Bruegel, Memling, Van Eyck…

Le Musée Jacquemart-André reste un divin et providentiel réceptacle, recueillant ponctuellement de remarquables expositions choisies avec un goût raffiné. La fort petite taille de la section réservée aux expositions temporaires ne l’empêche nullement de fournir des rétrospectives de grande qualité, souvent agencées avec une rigoureuse minutie et toujours agrémentées de textes explicatifs profondément édifiants. A présent, le Musée Jacquemart-André sert d’écrin à la prestigieuse collection Brukenthal, rassemblant des œuvres flamandes, italiennes, hollandaises et allemandes du XIe siècle au XVIIIe siècle. Cette admirable collection fut initiée par Samuel von Brukenthal, conseiller et ami de l’Impératrice d’Autriche, Marie-Thérèse, réputé pour son goût exquis et son insatiable curiosité. Il recueillit ainsi, auprès de réputés marchands, des ouvrages précieux, des objets d’art raffinés et des tableaux somptueux. Parmi les peintres que prisait vivement Samuel von Brukenthal, trois noms attestent à eux seuls de la finesse des inclinations du collectionneur : Pieter Bruegel, orfèvre précautionneux des richesses et des nuances du paysage naturel, Hans Memling, le subtil portraitiste flamand et Jan Van Eyck, le peintre dont les figures sont ciselées avec minutie et réalisme. L’Impératrice même lui offrit certaines de ses plus belles pièces ; afin de disposer ces œuvres délicates dans un digne écrin, Samuel von Brukenthal fit bâtir, en Transylvanie, un palais qui devint un musée selon le testament de son défunt propriétaire. Cette magnifique rétrospective révèle l’exquis goût viennois de l’époque pour les tableaux et l’érudition rare de ce grand collectionneur. L’exposition du Musée Jacquemart-André suit un classement à la fois chronologique et thématique qui permet admirablement d’apprécier les contrastes entre les différents genres picturaux et leur rendu dans l’évolution du temps, révélant toute la variété et l’abondance de cette collection éminente.

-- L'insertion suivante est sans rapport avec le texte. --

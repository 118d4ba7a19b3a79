// ==========================================
// 物料齐套测算系统 - 齐套测算输出模型
// ==========================================
// 用途: 分配引擎与编排器的派生输出,按请求现场构造
// 红线: 不落库,不回写库存
// ==========================================

use serde::{Deserialize, Serialize};

// ==========================================
// FulfillmentRequest - 单条齐套请求
// ==========================================
// 说明: product_code 已在边界层规范化为字符串
#[derive(Debug, Clone, Serialize, Deserialize)]
pub struct FulfillmentRequest {
    pub product_code: String, // 产品外部编码
    pub quantity: i64,        // 请求的成品数量（缺省 0）
}

impl FulfillmentRequest {
    pub fn new(product_code: impl Into<String>, quantity: i64) -> Self {
        Self {
            product_code: product_code.into(),
            quantity,
        }
    }
}

// ==========================================
// MaterialAllocation - 单条批次分配结果
// ==========================================
// 约束: lot_id 与 price 同时为 None 表示缺料标记
//       （需求量中无法从任何批次满足的部分）
#[derive(Debug, Clone, PartialEq, Serialize, Deserialize)]
pub struct MaterialAllocation {
    pub lot_id: Option<i64>,   // 来源批次 id（缺料标记为 None）
    pub material_name: String, // 物料展示名称
    pub quantity: i64,         // 本条分配/缺口数量
    pub price: Option<f64>,    // 批次单价（缺料标记为 None）
}

impl MaterialAllocation {
    /// 构造一条来自具体批次的分配
    pub fn from_lot(lot_id: i64, material_name: impl Into<String>, quantity: i64, price: Option<f64>) -> Self {
        Self {
            lot_id: Some(lot_id),
            material_name: material_name.into(),
            quantity,
            price,
        }
    }

    /// 构造缺料标记（无批次、无单价）
    pub fn shortage(material_name: impl Into<String>, quantity: i64) -> Self {
        Self {
            lot_id: None,
            material_name: material_name.into(),
            quantity,
            price: None,
        }
    }

    /// 是否为缺料标记
    pub fn is_shortage(&self) -> bool {
        self.lot_id.is_none()
    }
}

// ==========================================
// ProductFulfillmentReport - 单产品齐套报告
// ==========================================
// 说明: quantity 为请求数量（非已满足数量）
//       allocations 按清单行顺序串接各物料的分配序列
#[derive(Debug, Clone, Serialize, Deserialize)]
pub struct ProductFulfillmentReport {
    pub product_name: String,                 // 产品展示名称
    pub quantity: i64,                        // 请求的成品数量
    pub allocations: Vec<MaterialAllocation>, // 物料分配明细
}

impl ProductFulfillmentReport {
    /// 报告内是否存在任何缺料标记
    pub fn has_shortage(&self) -> bool {
        self.allocations.iter().any(|a| a.is_shortage())
    }
}
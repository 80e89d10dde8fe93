// ABOUTME: Optional pixel-dimension probing for downloaded image bytes.
// ABOUTME: DimensionProbe is an injectable capability; decode failures always fail open.

use image::GenericImageView;
use tracing::debug;

/// A capability that may be able to read pixel dimensions from an
/// in-memory image. Implementations must never fail hard: when the bytes
/// cannot be decoded the answer is simply "unknown".
pub trait DimensionProbe: Send + Sync {
    fn dimensions(&self, bytes: &[u8]) -> Option<(u32, u32)>;
}

/// Probe backed by the `image` crate's generic raster decoder.
#[derive(Debug, Default)]
pub struct RasterProbe;

impl DimensionProbe for RasterProbe {
    fn dimensions(&self, bytes: &[u8]) -> Option<(u32, u32)> {
        match image::load_from_memory(bytes) {
            Ok(img) => Some(img.dimensions()),
            Err(e) => {
                // Vector and unusual formats are valid images this decoder
                // cannot read; the caller treats None as "do not reject".
                debug!(error = %e, "image bytes not decodable, skipping size check");
                None
            }
        }
    }
}

/// Absent decoding capability: every input is "unknown".
#[derive(Debug, Default)]
pub struct NoProbe;

impl DimensionProbe for NoProbe {
    fn dimensions(&self, _bytes: &[u8]) -> Option<(u32, u32)> {
        None
    }
}

/// Decide whether a body should be rejected for being under the
/// configured minimum dimensions. Inactive thresholds (0) never reject;
/// undecodable bytes never reject.
pub fn below_minimum(
    probe: &dyn DimensionProbe,
    bytes: &[u8],
    min_width: u32,
    min_height: u32,
) -> bool {
    if min_width == 0 && min_height == 0 {
        return false;
    }
    match probe.dimensions(bytes) {
        Some((w, h)) => (min_width > 0 && w < min_width) || (min_height > 0 && h < min_height),
        None => false,
    }
}
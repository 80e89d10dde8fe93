// ABOUTME: Content classification, domain matching, and deterministic image file naming.
// ABOUTME: Decides whether a response is plausibly an image and which extension and filename it gets.

use sha1::{Digest, Sha1};
use url::Url;

/// Mapping from declared image MIME types to conventional file suffixes.
const MIME_EXTENSIONS: &[(&str, &str)] = &[
    ("image/jpeg", ".jpg"),
    ("image/jpg", ".jpg"),
    ("image/png", ".png"),
    ("image/gif", ".gif"),
    ("image/webp", ".webp"),
    ("image/svg+xml", ".svg"),
    ("image/bmp", ".bmp"),
    ("image/tiff", ".tiff"),
    ("image/avif", ".avif"),
    ("image/x-icon", ".ico"),
];

/// Fallback suffix when neither the URL nor the Content-Type says anything.
const DEFAULT_EXTENSION: &str = ".jpg";

/// True iff the Content-Type header's primary type is `image`.
pub fn looks_like_image(content_type: Option<&str>) -> bool {
    content_type
        .map(|ct| ct.trim().to_lowercase().starts_with("image/"))
        .unwrap_or(false)
}

/// Pick a file extension for a fetched resource.
///
/// Precedence: the URL path's own suffix, then the declared MIME type,
/// then a fixed default. The URL wins over the server because many CDNs
/// omit or misreport Content-Type while the URL path is reliable.
pub fn infer_extension(content_type: Option<&str>, url: &str) -> String {
    if let Some(ext) = url_path_extension(url) {
        return ext;
    }

    if let Some(ct) = content_type {
        let mime = ct.split(';').next().unwrap_or("").trim().to_lowercase();
        for (known, ext) in MIME_EXTENSIONS {
            if mime == *known {
                return (*ext).to_string();
            }
        }
    }

    DEFAULT_EXTENSION.to_string()
}

/// Lowercased extension of the URL's path, dot included, if any.
fn url_path_extension(url: &str) -> Option<String> {
    let parsed = Url::parse(url).ok()?;
    let path = parsed.path();
    let file = path.rsplit('/').next()?;
    let dot = file.rfind('.')?;
    let ext = &file[dot..];
    if ext.len() < 2 {
        return None;
    }
    Some(ext.to_lowercase())
}

/// True iff the candidate's host equals the base's host or is a strict
/// subdomain of it. Pure; no network access.
pub fn same_domain(base: &Url, candidate: &Url) -> bool {
    let (Some(b), Some(t)) = (base.host_str(), candidate.host_str()) else {
        return false;
    };
    b == t || t.ends_with(&format!(".{}", b))
}

/// Deterministic filename for a saved image: a 4-digit zero-padded
/// sequence index plus the first 12 hex chars of the SHA-1 of the source
/// URL, e.g. `0003_2ef7bde608ce.png`.
pub fn image_file_name(url: &str, index: usize, ext: &str) -> String {
    let digest = Sha1::digest(url.as_bytes());
    let hash12 = &hex::encode(digest)[..12];
    format!("{:04}_{}{}", index, hash12, ext)
}

#[cfg(test)]
mod tests {
    use super::*;

    #[test]
    fn image_content_types() {
        assert!(looks_like_image(Some("image/png")));
        assert!(looks_like_image(Some("image/jpeg; charset=binary")));
        assert!(!looks_like_image(Some("text/html")));
        assert!(!looks_like_image(None));
    }

    #[test]
    fn url_extension_beats_content_type() {
        assert_eq!(
            infer_extension(Some("image/jpeg"), "https://a.com/pic.png"),
            ".png"
        );
    }

    #[test]
    fn content_type_used_when_url_has_no_suffix() {
        assert_eq!(
            infer_extension(Some("image/webp"), "https://cdn.com/resize?id=9"),
            ".webp"
        );
    }

    #[test]
    fn default_extension_when_nothing_known() {
        assert_eq!(infer_extension(None, "https://cdn.com/resize"), ".jpg");
        assert_eq!(
            infer_extension(Some("application/octet-stream"), "https://cdn.com/x"),
            ".jpg"
        );
    }

    #[test]
    fn extension_is_lowercased_and_query_ignored() {
        assert_eq!(
            infer_extension(None, "https://a.com/PHOTO.JPG?w=300"),
            ".jpg"
        );
    }

    #[test]
    fn same_domain_accepts_exact_and_subdomain() {
        let base = Url::parse("https://a.com").unwrap();
        assert!(same_domain(&base, &Url::parse("https://a.com/p.png").unwrap()));
        assert!(same_domain(
            &base,
            &Url::parse("https://img.a.com/p.png").unwrap()
        ));
    }

    #[test]
    fn same_domain_rejects_foreign_hosts() {
        let base = Url::parse("https://a.com").unwrap();
        assert!(!same_domain(&base, &Url::parse("https://b.com/p.png").unwrap()));
        // Suffix match without the dot boundary must not count.
        assert!(!same_domain(
            &base,
            &Url::parse("https://notaa.com/p.png").unwrap()
        ));
    }

    #[test]
    fn naming_is_deterministic() {
        let a = image_file_name("https://a.com/p.png", 3, ".png");
        let b = image_file_name("https://a.com/p.png", 3, ".png");
        assert_eq!(a, b);
        assert!(a.starts_with("0003_"));
        assert!(a.ends_with(".png"));
        assert_eq!(a.len(), "0003_".len() + 12 + ".png".len());
    }

    #[test]
    fn naming_differs_with_sequence_index() {
        let a = image_file_name("https://a.com/p.png", 1, ".png");
        let b = image_file_name("https://a.com/p.png", 2, ".png");
        assert_ne!(a, b);
    }

    #[test]
    fn naming_differs_between_urls() {
        let a = image_file_name("https://a.com/p.png", 1, ".png");
        let b = image_file_name("https://a.com/q.png", 1, ".png");
        assert_ne!(a, b);
    }
}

La première partie de l’exposition est consacrée à l’art du paysage et au peintre Bruegel. A l’issue du Moyen-âge, les portraits exigent, en guise d’ornementation, un décor de plus en plus présent et soigné. Cette importance progressive du décor, due notamment à l’émergence d’une perspective de plus en plus réaliste, tout en gardant sa signification symbolique, permet au peintre de façonner un arrière-plan, mettant en valeur les visages et les bustes grâce à différents contrastes et insérant des motifs évocateurs se rattachant au modèle. Au fur et à mesure que le peintre élabore des décors toujours plus foisonnants et détaillés, la peinture du paysage se fait un genre autonome. Les peintres du Nord, férus de méticulosité et de réalisme, trouvent dans les paysages une façon d’exprimer pleinement toutes les richesses des effets au pinceau, toutes les contradictions des couleurs et toutes les textures permettant de relever jusqu’au moindre détail. Bruegel, en s’abandonnant à la représentation de scènes villageoises et populaires dans un décor naturel, précis et exacerbé, exploite toutes les possibilités du genre. Le Massacre des Innocents à Bethléem présente la scène de l’évangile selon Saint Mathieu dans un décor enneigé typiquement flamand. La place du village d’un blanc immaculé, cernée de maisons aux toits à la neige vierge, évoque l’innocence des victimes, mais également la froide cruauté des soldats ameutés en une multitude de lances levées et de cuirasses étincelantes. Une autre œuvre remarquable de cette collection est le Paysage montagneux avec un moulin de Jodocus de Momper et Jan II Brueghel. L’effet de perspective est accentué par le choix des couleurs ; le premier plan repose, en effet, sur une dominance de teintes sombres, tandis que le second plan présente une variété remarquable de verts. L’arrière-plan est composé de bleu clair, conférant un sentiment d’infini à qui contemple ce tableau, renforcé par la forme fuyante de la vallée. Les quelques personnages peints se font de plus en plus sombres et imprécis suivant leur éloignement. Le ciel serein est tacheté d’oiseaux représentés avec une délicatesse exquise.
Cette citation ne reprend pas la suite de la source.